When Vietnam veterans returned home from battle, Eugene Lang says the reality was many were treated with disrespect.
"When we came home in 1969, people spit on us, so why not support us now?" Lang said.
He received his Purple Heart award 44 years after being wounded in combat. Purple Heart recipients joined Congressman Sean Patrick Maloney on Tuesday to celebrate the House passing the National Purple Heart Hall of Honor Commemorative Coin Act.
The creation of this commemorative coin will raise money to support the National Purple Heart Honor Mission, a 501(c)3 organization that promotes awareness about the Purple Heart medal, its recipients, and the National Purple Heart Hall of Honor.

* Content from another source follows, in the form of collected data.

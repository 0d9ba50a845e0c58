// Copyright (c) 2024-2025 DeepGraph Inc.
// SPDX-License-Identifier: Apache-2.0
//
//! Shared fixtures for integration tests
//!
//! Provides the `a`..`d` tables, a binder that fixes column positions of a
//! hand-built plan, and a small reference executor used to compare query
//! results before and after optimization.

#![allow(dead_code)]

use std::cmp::Ordering;

use planlite::plan::logical::JoinType;
use planlite::plan::optimizers::logical::field_indexes::fix_field_indexes_up;
use planlite::plan::transform::inspect;
use planlite::storage::Row;
use planlite::{
    Column, DataType, Expression, LogicalNode, LogicalPlan, MemoryTable, QueryContext, Scope,
    TableError, TableHandle, Value,
};

pub fn init_logger() {
    let _ = env_logger::builder().is_test(true).try_init();
}

/// Table `name` with integer columns `x<suffix>`, `y<suffix>`, `z<suffix>`,
/// rows (1,2,3) and (4,5,6), and a unique index on `x<suffix>`
pub fn fixture_table(name: &str, suffix: &str) -> MemoryTable {
    let (x, y, z) = (
        format!("x{}", suffix),
        format!("y{}", suffix),
        format!("z{}", suffix),
    );
    int_table(
        name,
        &[x.as_str(), y.as_str(), z.as_str()],
        vec![vec![1, 2, 3], vec![4, 5, 6]],
    )
    .with_index(&format!("{}_pk", name), &[x.as_str()], true)
}

/// Table `name` with integer columns `x<suffix>`, `y<suffix>`, `z<suffix>`
/// holding the single row (1,2,3), indexed on `x<suffix>`
pub fn single_row_table(name: &str, suffix: &str) -> MemoryTable {
    let (x, y, z) = (
        format!("x{}", suffix),
        format!("y{}", suffix),
        format!("z{}", suffix),
    );
    int_table(name, &[x.as_str(), y.as_str(), z.as_str()], vec![vec![1, 2, 3]])
        .with_index(&format!("{}_pk", name), &[x.as_str()], true)
}

pub fn int_table(name: &str, columns: &[&str], rows: Vec<Vec<i64>>) -> MemoryTable {
    MemoryTable::new(
        name,
        columns
            .iter()
            .map(|c| Column::new(*c, "", DataType::Integer, false))
            .collect(),
    )
    .with_rows(
        rows.into_iter()
            .map(|r| r.into_iter().map(Value::Integer).collect())
            .collect(),
    )
}

pub fn scan(table: MemoryTable) -> LogicalNode {
    LogicalNode::table(TableHandle::new(table))
}

pub fn col(table: &str, name: &str) -> Expression {
    Expression::column(table, name, 0)
}

pub fn lit(value: i64) -> Expression {
    Expression::literal(value)
}

/// Fix every column position of a hand-built tree
pub fn bind(node: LogicalNode) -> LogicalPlan {
    LogicalPlan::new(
        fix_field_indexes_up(&QueryContext::new(), node, &Scope::new())
            .expect("plan should bind"),
    )
}

/// Whether any node of the tree satisfies `predicate`
pub fn contains_node(node: &LogicalNode, predicate: &dyn Fn(&LogicalNode) -> bool) -> bool {
    predicate(node) || node.children().into_iter().any(|c| contains_node(c, predicate))
}

/// Plan of the first subquery expression found in the tree
pub fn first_subquery_plan(node: &LogicalNode) -> Option<LogicalNode> {
    let mut found = None;
    inspect(node, &mut |n| {
        for expr in n.expressions() {
            expr.inspect(&mut |e| {
                if let Expression::Subquery(subquery) = e {
                    found = Some((*subquery.plan).clone());
                }
                found.is_none()
            });
        }
        found.is_none()
    });
    found
}

/// Execute a plan with nested loops. Rows come back sorted so results of
/// differently shaped plans compare equal.
pub fn execute_sorted(plan: &LogicalPlan) -> Vec<Row> {
    let mut rows = execute(&plan.root).expect("plan should execute");
    rows.sort_by(|l, r| compare_rows(l, r));
    rows
}

fn compare_rows(left: &[Value], right: &[Value]) -> Ordering {
    for (l, r) in left.iter().zip(right) {
        match (l.is_null(), r.is_null()) {
            (true, true) => continue,
            (true, false) => return Ordering::Less,
            (false, true) => return Ordering::Greater,
            _ => {}
        }
        match l.compare(r) {
            Some(Ordering::Equal) | None => continue,
            Some(other) => return other,
        }
    }
    left.len().cmp(&right.len())
}

fn nulls(width: usize) -> Row {
    vec![Value::Null; width]
}

pub fn execute(node: &LogicalNode) -> Result<Vec<Row>, TableError> {
    match node {
        LogicalNode::ResolvedTable { table } | LogicalNode::IndexedTableAccess { table, .. } => {
            table.scan()
        }
        LogicalNode::ValueDerivedTable { rows, .. } => rows
            .iter()
            .map(|row| row.iter().map(|e| e.evaluate(&[])).collect::<Result<Row, _>>())
            .collect(),
        LogicalNode::TableAlias { input, .. }
        | LogicalNode::SubqueryAlias { input, .. }
        | LogicalNode::Decorated { input, .. } => execute(input),
        LogicalNode::Filter { condition, input } => {
            let mut result = Vec::new();
            for row in execute(input)? {
                if condition.evaluate(&row)?.is_true() {
                    result.push(row);
                }
            }
            Ok(result)
        }
        LogicalNode::Project { expressions, input } => execute(input)?
            .iter()
            .map(|row| expressions.iter().map(|e| e.evaluate(row)).collect::<Result<Row, _>>())
            .collect(),
        LogicalNode::Sort { expressions, input } => {
            let mut keyed = Vec::new();
            for row in execute(input)? {
                let key = expressions
                    .iter()
                    .map(|s| s.expression.evaluate(&row))
                    .collect::<Result<Vec<_>, _>>()?;
                keyed.push((key, row));
            }
            keyed.sort_by(|(l, _), (r, _)| {
                for (i, s) in expressions.iter().enumerate() {
                    let ordering = compare_rows(&l[i..=i], &r[i..=i]);
                    if ordering != Ordering::Equal {
                        return if s.ascending { ordering } else { ordering.reverse() };
                    }
                }
                Ordering::Equal
            });
            Ok(keyed.into_iter().map(|(_, row)| row).collect())
        }
        LogicalNode::Limit {
            count,
            offset,
            input,
        } => Ok(execute(input)?.into_iter().skip(*offset).take(*count).collect()),
        LogicalNode::Join {
            join_type,
            condition,
            left,
            right,
        }
        | LogicalNode::IndexedJoin {
            join_type,
            condition,
            left,
            right,
        } => {
            let left_rows = execute(left)?;
            let right_rows = execute(right)?;
            let (left_width, right_width) = (left.schema().len(), right.schema().len());
            let mut result = Vec::new();

            match join_type {
                JoinType::Right => {
                    for r in &right_rows {
                        let mut matched = false;
                        for l in &left_rows {
                            let row: Row = l.iter().chain(r).cloned().collect();
                            if condition.evaluate(&row)?.is_true() {
                                matched = true;
                                result.push(row);
                            }
                        }
                        if !matched {
                            result.push(nulls(left_width).into_iter().chain(r.iter().cloned()).collect());
                        }
                    }
                }
                join_type => {
                    for l in &left_rows {
                        let mut matched = false;
                        for r in &right_rows {
                            let row: Row = l.iter().chain(r).cloned().collect();
                            if condition.evaluate(&row)?.is_true() {
                                matched = true;
                                result.push(row);
                            }
                        }
                        if !matched && join_type.is_outer() {
                            result.push(l.iter().cloned().chain(nulls(right_width)).collect());
                        }
                    }
                }
            }
            Ok(result)
        }
        other => Err(TableError::Evaluation(format!(
            "cannot execute node {}",
            other
        ))),
    }
}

Proceeds from the sale of the coin will support programmatic activities such as the Purple Heart Patriot Project, which brings Purple Heart recipients from across the country to the Hall of Honor, and other educational outreach.
Lang says he comes out to support events like this because until recently, he made sure no one knew he was a veteran.
"You would not have known that I was a veteran. I hid all the facts," Lang said.
Lang's parents survived the Holocaust and he came to the U.S. as a refugee from Communist Hungary as a boy in the mid-1950s.
Lang says he's always been proud to serve the country that welcomed him, and he remained active in veterans' organizations and as a veteran advocate himself.
"I'm very proud and I'm proud of my brothers," Lang said.
Now the bill heads to the Senate for a vote.